Following Facebook’s particular tantrum over the online news bill, and their announcement that they will remove Canadian news links from their site, and end some of their media fellowship programmes, Google has stated that they will do the same, and lo, there was much wailing and gnashing of teeth. It’s absolutely a bully tactic, but so far the government is holding firm. It has been pointed out that when these web giants tried this in Australia, they lasted four days before they returned to the table, so we’ll see how long this lasts.
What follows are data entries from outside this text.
//! Shared catalogue document for codec tests.

#![allow(dead_code)]

pub const SHALE1_ID: &str = "aaaaaaaa-0000-0000-0000-000000000001";
pub const SANDSTONE_ID: &str = "aaaaaaaa-0000-0000-0000-000000000002";
pub const MIXED_ID: &str = "aaaaaaaa-0000-0000-0000-000000000003";
pub const POROSITY_ID: &str = "bbbbbbbb-0000-0000-0000-000000000001";
pub const PERMEABILITY_ID: &str = "bbbbbbbb-0000-0000-0000-000000000002";
pub const TC1_ID: &str = "cccccccc-0000-0000-0000-000000000001";

/// A small but complete catalogue: nested meta groups, one curve group,
/// one main group with a nested lithology group and a mixed lithology.
pub const SAMPLE: &str = r#"<?xml version="1.0" encoding="utf-8"?>
<Catalogue xmlns:xsd="http://www.w3.org/2001/XMLSchema" xmlns:xsi="http://www.w3.org/2001/XMLSchema-instance">
  <Name>Test Catalogue</Name>
  <Version>2</Version>
  <ReadOnly>false</ReadOnly>
  <Meta>
    <MetaParameterGroup>
      <Id>dddddddd-0000-0000-0000-000000000001</Id>
      <Name>Petrophysics</Name>
      <ReadOnly>true</ReadOnly>
      <MetaParameter>
        <Id>bbbbbbbb-0000-0000-0000-000000000001</Id>
        <Name>Porosity</Name>
        <ValueType>Double</ValueType>
        <DefaultValue>0.2</DefaultValue>
        <ReadOnly>false</ReadOnly>
      </MetaParameter>
      <MetaParameterGroup>
        <Id>dddddddd-0000-0000-0000-000000000002</Id>
        <Name>Flow</Name>
        <MetaParameter>
          <Id>bbbbbbbb-0000-0000-0000-000000000002</Id>
          <Name>Permeability</Name>
          <ValueType>Curve</ValueType>
          <PetrelTemplate>Permeability</PetrelTemplate>
          <PetroModUnit>mD</PetroModUnit>
          <ReadOnly>false</ReadOnly>
        </MetaParameter>
      </MetaParameterGroup>
    </MetaParameterGroup>
  </Meta>
  <CurveGroup>
    <Id>eeeeeeee-0000-0000-0000-000000000001</Id>
    <Name>ThermalCurves</Name>
    <ReadOnly>false</ReadOnly>
    <Curve>
      <Id>cccccccc-0000-0000-0000-000000000001</Id>
      <Name>TC1</Name>
      <Creator>tester</Creator>
      <ReadOnly>false</ReadOnly>
      <PetrelTemplateX>Temperature</PetrelTemplateX>
      <PetrelTemplateY>Conductivity</PetrelTemplateY>
      <PetroModUnitX>C</PetroModUnitX>
      <PetroModUnitY>W/m/K</PetroModUnitY>
      <CurvePoint>
        <X>0</X>
        <Y>10</Y>
      </CurvePoint>
      <CurvePoint>
        <X>100</X>
        <Y>50</Y>
      </CurvePoint>
    </Curve>
  </CurveGroup>
  <LithologyGroup>
    <Id>11111111-0000-0000-0000-000000000001</Id>
    <Name>Clastics</Name>
    <ReadOnly>true</ReadOnly>
    <PetroModId>1</PetroModId>
    <LithologyGroup>
      <Id>22222222-0000-0000-0000-000000000001</Id>
      <Name>Shale</Name>
      <ReadOnly>false</ReadOnly>
      <Lithology>
        <Id>aaaaaaaa-0000-0000-0000-000000000001</Id>
        <Name>Shale1</Name>
        <ReadOnly>false</ReadOnly>
        <PetroModId>2001</PetroModId>
        <Pattern>601</Pattern>
        <Color>#808080</Color>
        <ParameterGroup>
          <MetaParameterGroupId>dddddddd-0000-0000-0000-000000000001</MetaParameterGroupId>
          <Parameter>
            <MetaParameterId>bbbbbbbb-0000-0000-0000-000000000001</MetaParameterId>
            <Value>0.3</Value>
          </Parameter>
          <Parameter>
            <MetaParameterId>bbbbbbbb-0000-0000-0000-000000000002</MetaParameterId>
            <Value>cccccccc-0000-0000-0000-000000000001</Value>
          </Parameter>
        </ParameterGroup>
      </Lithology>
      <LithologyGroup>
        <Id>22222222-0000-0000-0000-000000000002</Id>
        <Name>Sandy</Name>
        <ReadOnly>false</ReadOnly>
        <Lithology>
          <Color>#ffff00</Color>
          <Pattern>401</Pattern>
          <Name>Sandstone</Name>
          <Id>aaaaaaaa-0000-0000-0000-000000000002</Id>
          <ReadOnly>false</ReadOnly>
          <UnknownField>ignored</UnknownField>
        </Lithology>
        <Lithology>
          <Id>aaaaaaaa-0000-0000-0000-000000000003</Id>
          <Name>Mixed</Name>
          <Creator>tester</Creator>
          <ReadOnly>false</ReadOnly>
          <Pattern>501</Pattern>
          <Color>#aa8800</Color>
          <Mixing>
            <ThermalConductivity>Geometric</ThermalConductivity>
            <Permeability>Harmonic</Permeability>
            <ReadOnly>false</ReadOnly>
            <LithologyComponents>
              <LithologyId>aaaaaaaa-0000-0000-0000-000000000001</LithologyId>
              <Fraction>0.25</Fraction>
            </LithologyComponents>
            <LithologyComponent>
              <LithologyId>aaaaaaaa-0000-0000-0000-000000000002</LithologyId>
              <Fraction>0.75</Fraction>
            </LithologyComponent>
          </Mixing>
        </Lithology>
      </LithologyGroup>
    </LithologyGroup>
  </LithologyGroup>
</Catalogue>
"#;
This having been established, a couple of things: Despite the media narrative, the bill is not a “link tax.” Links are nowhere in the spirit or the text of the bill. These companies were not supposed to be paying for hosting links on their sites, but rather, this was supposed to be an exercise in trying to rebalance the marketplace. Facebook and Google have so distorted the advertising market and destroyed it for media companies that this was supposed to be a way of essentially trying to compensate the public good of journalism for how they distorted the ad market. What the law is supposed to do, once it’s in force, is create transparent conditions for those negotiations to take place, with the oversight of the CRTC as an arm’s-length regulator. Again, this is not paying for links. There is no prescribed tariff rate for these links, but it was about addressing a market failure in a way that is as arm’s-length from government as possible. But web giants don’t like transparency (the deals they signed with media companies previously were all secret), and they don’t like to be held accountable. And the distance from government is also why the government didn’t just tax them and redistribute those revenues—never mind that web giants are expert at evading taxes, and the howls of government funding journalism from those revenues would be worse than the existing funds that the government already provides print journalism (which, again, they tried to keep as arm’s-length as possible through advisory boards making the qualification determinations).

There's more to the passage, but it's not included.